PROBLEM TO WORK ON: Which lines mention "keep"? Show each one from the listing.

[SUPPLIED RECORDS Boundary: Start]

//! Repair Desk server - repair request intake and admin review.
//!
//! This binary serves the JSON API and the static front-end on port 3000.
//!
//! # Architecture
//!
//! - Axum web framework, JSON in and out
//! - `SQLite` store with two tables: `repairs` and `admins`
//! - Static pages served from `REPAIR_DESK_STATIC_DIR` for every non-API path
//!
//! The schema is created (and the default admin seeded) at startup, so a
//! fresh checkout runs without a separate init step.

#![cfg_attr(not(test), forbid(unsafe_code))]

use repair_desk_server::{config::ServerConfig, db, routes, services, state::AppState};
use sentry::integrations::tracing as sentry_tracing;
use tracing_subscriber::{layer::SubscriberExt, util::SubscriberInitExt};

/// Initialize Sentry error tracking and return guard that must be kept alive.
fn init_sentry(config: &ServerConfig) -> Option<sentry::ClientInitGuard> {
    let dsn = config.sentry_dsn.as_ref()?;

    let guard = sentry::init((
        dsn.as_str(),
        sentry::ClientOptions {
            release: sentry::release_name!(),
            environment: config
                .sentry_environment
                .clone()
                .map(std::borrow::Cow::Owned),
            attach_stacktrace: true,
            ..Default::default()
        },
    ));

    tracing::info!("Sentry initialized");
    Some(guard)
}

/// Filter tracing events to Sentry event types.
fn sentry_event_filter(metadata: &tracing::Metadata<'_>) -> sentry_tracing::EventFilter {
    match *metadata.level() {
        tracing::Level::ERROR | tracing::Level::WARN => sentry_tracing::EventFilter::Event,
        tracing::Level::INFO | tracing::Level::DEBUG => sentry_tracing::EventFilter::Breadcrumb,
        _ => sentry_tracing::EventFilter::Ignore,
    }
}

#[tokio::main]
async fn main() {
    // Load configuration from environment (needed for Sentry init)
    let config = ServerConfig::from_env().expect("Failed to load configuration");

    // Initialize Sentry (must be done before tracing subscriber)
    let _sentry_guard = init_sentry(&config);

    // Defaults to info level for our crate if RUST_LOG is not set
    let env_filter = tracing_subscriber::EnvFilter::try_from_default_env()
        .unwrap_or_else(|_| "repair_desk_server=info,tower_http=debug".into());

    tracing_subscriber::registry()
        .with(env_filter)
        .with(tracing_subscriber::fmt::layer())
        .with(sentry_tracing::layer().event_filter(sentry_event_filter))
        .init();

    let pool = db::create_pool(&config.database_url)
        .await
        .expect("Failed to create database pool");
    tracing::info!("Database pool created");

    let seeded = services::initialize_store(&pool)
        .await
        .expect("Failed to initialize database schema");
    if seeded {
        tracing::warn!(
            username = db::DEFAULT_ADMIN_USERNAME,
            "Seeded default admin credential; add your own with `repair-cli admin add`"
        );
    }

    let state = AppState::new(config.clone(), pool.clone());

    let app = routes::app(state)
        // Sentry layers (outermost for full request coverage)
        .layer(sentry_tower::NewSentryLayer::new_from_top())
        .layer(sentry_tower::SentryHttpLayer::new().enable_transaction());

    let addr = config.socket_addr();
    tracing::info!("repair desk listening on {}", addr);

    let listener = tokio::net::TcpListener::bind(addr)
        .await
        .expect("Failed to bind to address");

    axum::serve(listener, app)
        .with_graceful_shutdown(shutdown_signal())
        .await
        .expect("Server error");

    pool.close().await;
    tracing::info!("Database pool closed");
}

/// Wait for shutdown signal (Ctrl+C or SIGTERM).
async fn shutdown_signal() {
    let ctrl_c = async {
        tokio::signal::ctrl_c()
            .await
            .expect("Failed to install Ctrl+C handler");
    };

    #[cfg(unix)]
    let terminate = async {
        tokio::signal::unix::signal(tokio::signal::unix::SignalKind::terminate())
            .expect("Failed to install signal handler")
            .recv()
            .await;
    };

    #[cfg(not(unix))]
    let terminate = std::future::pending::<()>();

    tokio::select! {
        () = ctrl_c => {},
        () = terminate => {},
    }

    tracing::info!("Shutdown signal received, starting graceful shutdown");
}
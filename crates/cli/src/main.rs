//! Repair Desk CLI - schema setup and admin credential management.
//!
//! # Usage
//!
//! ```bash
//! # Create tables (and the default admin on a new database)
//! repair-cli init
//!
//! # Add an admin credential
//! repair-cli admin add -u alice -p 'correct horse'
//!
//! # List admin usernames
//! repair-cli admin list
//! ```
//!
//! # Commands
//!
//! - `init` - Create the schema if absent
//! - `admin add` - Add an admin credential
//! - `admin list` - List admin credentials (hashes are never printed)

#![cfg_attr(not(test), forbid(unsafe_code))]

use clap::{Parser, Subcommand};
use secrecy::SecretString;
use tracing_subscriber::EnvFilter;

mod commands;

#[derive(Parser)]
#[command(name = "repair-cli")]
#[command(author, version, about = "Repair Desk CLI tools")]
struct Cli {
    /// SQLite database URL (overrides `REPAIR_DESK_DATABASE_URL`)
    #[arg(long, global = true)]
    database_url: Option<String>,

    #[command(subcommand)]
    command: Commands,
}

#[derive(Subcommand)]
enum Commands {
    /// Create the database schema
    Init,
    /// Manage admin credentials
    Admin {
        #[command(subcommand)]
        action: AdminAction,
    },
}

#[derive(Subcommand)]
enum AdminAction {
    /// Add a new admin credential
    Add {
        /// Login name
        #[arg(short, long)]
        username: String,

        /// Password (stored as an Argon2 hash)
        #[arg(short, long)]
        password: String,
    },
    /// List admin credentials
    List,
}

#[tokio::main]
async fn main() {
    let env_filter = EnvFilter::try_from_default_env()
        .unwrap_or_else(|_| "repair_cli=info,repair_desk_server=info".into());
    tracing_subscriber::fmt().with_env_filter(env_filter).init();

    let cli = Cli::parse();

    if let Err(e) = run(cli).await {
        tracing::error!("Command failed: {e}");
        std::process::exit(1);
    }
}

async fn run(cli: Cli) -> Result<(), commands::CommandError> {
    let database_url = commands::database_url(cli.database_url)?;

    match cli.command {
        Commands::Init => {
            commands::init::run(&database_url).await?;
        }
        Commands::Admin { action } => match action {
            AdminAction::Add { username, password } => {
                let password = SecretString::from(password);
                commands::admin::add(&database_url, &username, &password).await?;
            }
            AdminAction::List => {
                commands::admin::list(&database_url).await?;
            }
        },
    }
    Ok(())
}
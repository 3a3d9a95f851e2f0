//! Integration tests for the repair request API.
//!
//! Drives the full router: submission, the status lifecycle, deletion,
//! and the error responses for bad input.

#![allow(clippy::unwrap_used)]

use axum::http::StatusCode;
use chrono::{DateTime, Utc};
use serde_json::{Value, json};

use repair_desk_integration_tests::TestContext;
use repair_desk_server::services::DEFAULT_REJECT_REASON;

fn timestamp(value: &Value) -> DateTime<Utc> {
    value.as_str().unwrap().parse().unwrap()
}

// =============================================================================
// Submission & Listing
// =============================================================================

#[tokio::test]
async fn test_submit_starts_pending() {
    let ctx = TestContext::new().await;

    let id = ctx.submit_sample("Li Lei").await;
    let repair = ctx.find(id).await.unwrap();

    assert_eq!(repair["status"], "pending");
    assert_eq!(repair["reason"], "");
    assert_eq!(repair["name"], "Li Lei");
    assert_eq!(repair["location"], "Library, 2F");
    assert!(repair["completedAt"].is_null());
    assert!(repair["createdAt"].is_string());
}

#[tokio::test]
async fn test_submit_assigns_unique_ids() {
    let ctx = TestContext::new().await;

    let first = ctx.submit_sample("a").await;
    let second = ctx.submit_sample("b").await;
    assert_ne!(first, second);
}

#[tokio::test]
async fn test_submit_missing_fields_become_empty() {
    let ctx = TestContext::new().await;

    let response = ctx.post("/api/repairs", &json!({ "name": "only a name" })).await;
    assert_eq!(response.status, StatusCode::OK);

    let repair = ctx.find(response.body["id"].as_i64().unwrap()).await.unwrap();
    assert_eq!(repair["name"], "only a name");
    assert_eq!(repair["phone"], "");
    assert_eq!(repair["description"], "");
}

#[tokio::test]
async fn test_submit_null_and_numeric_fields_pass_through() {
    let ctx = TestContext::new().await;

    let response = ctx
        .post(
            "/api/repairs",
            &json!({ "name": "a", "phone": null, "email": null, "date": 20240601 }),
        )
        .await;
    assert_eq!(response.status, StatusCode::OK, "{:?}", response.body);

    let repair = ctx.find(response.body["id"].as_i64().unwrap()).await.unwrap();
    assert_eq!(repair["name"], "a");
    assert_eq!(repair["phone"], "");
    assert_eq!(repair["email"], "");
    assert_eq!(repair["date"], "20240601");
}

#[tokio::test]
async fn test_submit_object_field_is_bad_request() {
    let ctx = TestContext::new().await;

    let response = ctx
        .post("/api/repairs", &json!({ "name": { "first": "a" } }))
        .await;
    assert_eq!(response.status, StatusCode::BAD_REQUEST);
    assert_eq!(ctx.get("/api/repairs").await.body, json!([]));
}

#[tokio::test]
async fn test_submit_without_json_is_bad_request() {
    let ctx = TestContext::new().await;

    let response = ctx.post_empty("/api/repairs").await;
    assert_eq!(response.status, StatusCode::BAD_REQUEST);
    assert!(response.body["error"].is_string());
}

#[tokio::test]
async fn test_list_is_newest_first() {
    let ctx = TestContext::new().await;

    let first = ctx.submit_sample("first").await;
    let second = ctx.submit_sample("second").await;
    let third = ctx.submit_sample("third").await;

    let response = ctx.get("/api/repairs").await;
    let ids: Vec<i64> = response
        .body
        .as_array()
        .unwrap()
        .iter()
        .map(|r| r["id"].as_i64().unwrap())
        .collect();
    assert_eq!(ids, vec![third, second, first]);
}

#[tokio::test]
async fn test_list_empty_store() {
    let ctx = TestContext::new().await;

    let response = ctx.get("/api/repairs").await;
    assert_eq!(response.status, StatusCode::OK);
    assert_eq!(response.body, json!([]));
}

// =============================================================================
// Status Lifecycle
// =============================================================================

#[tokio::test]
async fn test_confirm_then_complete() {
    let ctx = TestContext::new().await;
    let id = ctx.submit_sample("x").await;

    let response = ctx.post_empty(&format!("/api/repairs/{id}/confirm")).await;
    assert_eq!(response.status, StatusCode::OK);
    assert_eq!(response.body, json!({ "ok": true }));
    assert_eq!(ctx.find(id).await.unwrap()["status"], "confirmed");

    let response = ctx.post_empty(&format!("/api/repairs/{id}/complete")).await;
    assert_eq!(response.status, StatusCode::OK);

    let repair = ctx.find(id).await.unwrap();
    assert_eq!(repair["status"], "completed");
    assert!(timestamp(&repair["completedAt"]) >= timestamp(&repair["createdAt"]));
}

#[tokio::test]
async fn test_complete_directly_from_pending() {
    let ctx = TestContext::new().await;
    let id = ctx.submit_sample("x").await;

    let response = ctx.post_empty(&format!("/api/repairs/{id}/complete")).await;
    assert_eq!(response.status, StatusCode::OK);

    let repair = ctx.find(id).await.unwrap();
    assert_eq!(repair["status"], "completed");
    assert!(!repair["completedAt"].is_null());
}

#[tokio::test]
async fn test_reject_with_reason() {
    let ctx = TestContext::new().await;
    let id = ctx.submit_sample("x").await;

    let response = ctx
        .post(
            &format!("/api/repairs/{id}/reject"),
            &json!({ "reason": "broken screen" }),
        )
        .await;
    assert_eq!(response.status, StatusCode::OK);

    let repair = ctx.find(id).await.unwrap();
    assert_eq!(repair["status"], "rejected");
    assert_eq!(repair["reason"], "broken screen");
}

#[tokio::test]
async fn test_reject_without_reason_uses_default() {
    let ctx = TestContext::new().await;

    let empty_body = ctx.submit_sample("empty body").await;
    let empty_object = ctx.submit_sample("empty object").await;
    let blank = ctx.submit_sample("blank").await;

    ctx.post_empty(&format!("/api/repairs/{empty_body}/reject"))
        .await;
    ctx.post(&format!("/api/repairs/{empty_object}/reject"), &json!({}))
        .await;
    ctx.post(
        &format!("/api/repairs/{blank}/reject"),
        &json!({ "reason": "   " }),
    )
    .await;

    for id in [empty_body, empty_object, blank] {
        let repair = ctx.find(id).await.unwrap();
        assert_eq!(repair["status"], "rejected");
        assert_eq!(repair["reason"], DEFAULT_REJECT_REASON);
    }
}

#[tokio::test]
async fn test_reject_with_malformed_body_is_bad_request() {
    let ctx = TestContext::new().await;
    let id = ctx.submit_sample("x").await;

    let response = ctx
        .send(
            axum::http::Request::builder()
                .method("POST")
                .uri(format!("/api/repairs/{id}/reject"))
                .header("content-type", "application/json")
                .body(axum::body::Body::from("{not json"))
                .unwrap(),
        )
        .await;
    assert_eq!(response.status, StatusCode::BAD_REQUEST);
    assert_eq!(ctx.find(id).await.unwrap()["status"], "pending");
}

#[tokio::test]
async fn test_illegal_transitions_conflict_and_leave_record_unchanged() {
    let ctx = TestContext::new().await;
    let id = ctx.submit_sample("x").await;

    ctx.post_empty(&format!("/api/repairs/{id}/complete")).await;
    let before = ctx.find(id).await.unwrap();

    for action in ["confirm", "reject", "complete"] {
        let response = ctx.post_empty(&format!("/api/repairs/{id}/{action}")).await;
        assert_eq!(response.status, StatusCode::CONFLICT, "{action}");
        assert!(response.body["error"].is_string());
    }

    assert_eq!(ctx.find(id).await.unwrap(), before);
}

#[tokio::test]
async fn test_rejected_cannot_be_confirmed() {
    let ctx = TestContext::new().await;
    let id = ctx.submit_sample("x").await;

    ctx.post_empty(&format!("/api/repairs/{id}/reject")).await;

    let response = ctx.post_empty(&format!("/api/repairs/{id}/confirm")).await;
    assert_eq!(response.status, StatusCode::CONFLICT);
    assert_eq!(ctx.find(id).await.unwrap()["status"], "rejected");
}

#[tokio::test]
async fn test_confirmed_cannot_be_rejected() {
    let ctx = TestContext::new().await;
    let id = ctx.submit_sample("x").await;

    ctx.post_empty(&format!("/api/repairs/{id}/confirm")).await;

    let response = ctx.post_empty(&format!("/api/repairs/{id}/reject")).await;
    assert_eq!(response.status, StatusCode::CONFLICT);
}

// =============================================================================
// Deletion & Missing Records
// =============================================================================

#[tokio::test]
async fn test_delete_removes_from_list() {
    let ctx = TestContext::new().await;
    let keep = ctx.submit_sample("keep").await;
    let gone = ctx.submit_sample("gone").await;

    let response = ctx.delete(&format!("/api/repairs/{gone}")).await;
    assert_eq!(response.status, StatusCode::OK);
    assert_eq!(response.body, json!({ "ok": true }));

    assert!(ctx.find(gone).await.is_none());
    assert!(ctx.find(keep).await.is_some());
}

#[tokio::test]
async fn test_missing_id_is_not_found() {
    let ctx = TestContext::new().await;

    for action in ["confirm", "reject", "complete"] {
        let response = ctx.post_empty(&format!("/api/repairs/999/{action}")).await;
        assert_eq!(response.status, StatusCode::NOT_FOUND, "{action}");
    }

    let response = ctx.delete("/api/repairs/999").await;
    assert_eq!(response.status, StatusCode::NOT_FOUND);
    assert!(response.body["error"].is_string());
}

#[tokio::test]
async fn test_delete_twice_is_not_found() {
    let ctx = TestContext::new().await;
    let id = ctx.submit_sample("x").await;

    assert_eq!(
        ctx.delete(&format!("/api/repairs/{id}")).await.status,
        StatusCode::OK
    );
    assert_eq!(
        ctx.delete(&format!("/api/repairs/{id}")).await.status,
        StatusCode::NOT_FOUND
    );
}

#[tokio::test]
async fn test_non_numeric_id_is_bad_request() {
    let ctx = TestContext::new().await;

    let response = ctx.post_empty("/api/repairs/abc/confirm").await;
    assert_eq!(response.status, StatusCode::BAD_REQUEST);
    assert!(response.body["error"].is_string());

    let response = ctx.delete("/api/repairs/abc").await;
    assert_eq!(response.status, StatusCode::BAD_REQUEST);
}

// =============================================================================
// Ambient Routes
// =============================================================================

#[tokio::test]
async fn test_health_endpoints() {
    let ctx = TestContext::new().await;

    let response = ctx.get("/health").await;
    assert_eq!(response.status, StatusCode::OK);
    assert_eq!(response.body, Value::String("ok".to_string()));

    let response = ctx.get("/health/ready").await;
    assert_eq!(response.status, StatusCode::OK);
}

#[tokio::test]
async fn test_readiness_fails_when_pool_closed() {
    let ctx = TestContext::new().await;
    ctx.pool.close().await;

    let response = ctx.get("/health/ready").await;
    assert_eq!(response.status, StatusCode::SERVICE_UNAVAILABLE);
}

#[tokio::test]
async fn test_static_fallback_serves_index() {
    let ctx = TestContext::new().await;

    let response = ctx.get("/").await;
    assert_eq!(response.status, StatusCode::OK);
    assert!(response.body.as_str().unwrap().contains("Repair Desk"));

    let response = ctx.get("/no-such-page.html").await;
    assert_eq!(response.status, StatusCode::NOT_FOUND);
}

#[tokio::test]
async fn test_every_response_has_request_id() {
    let ctx = TestContext::new().await;

    assert!(ctx.get("/api/repairs").await.request_id.is_some());
    assert!(ctx.delete("/api/repairs/999").await.request_id.is_some());
    assert!(ctx.get("/").await.request_id.is_some());
}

[SUPPLIED RECORDS Boundary: End]

RESPONSE AREA:
    let keep = ctx.submit_sample("keep").await;
    assert!(ctx.find(keep).await.is_some());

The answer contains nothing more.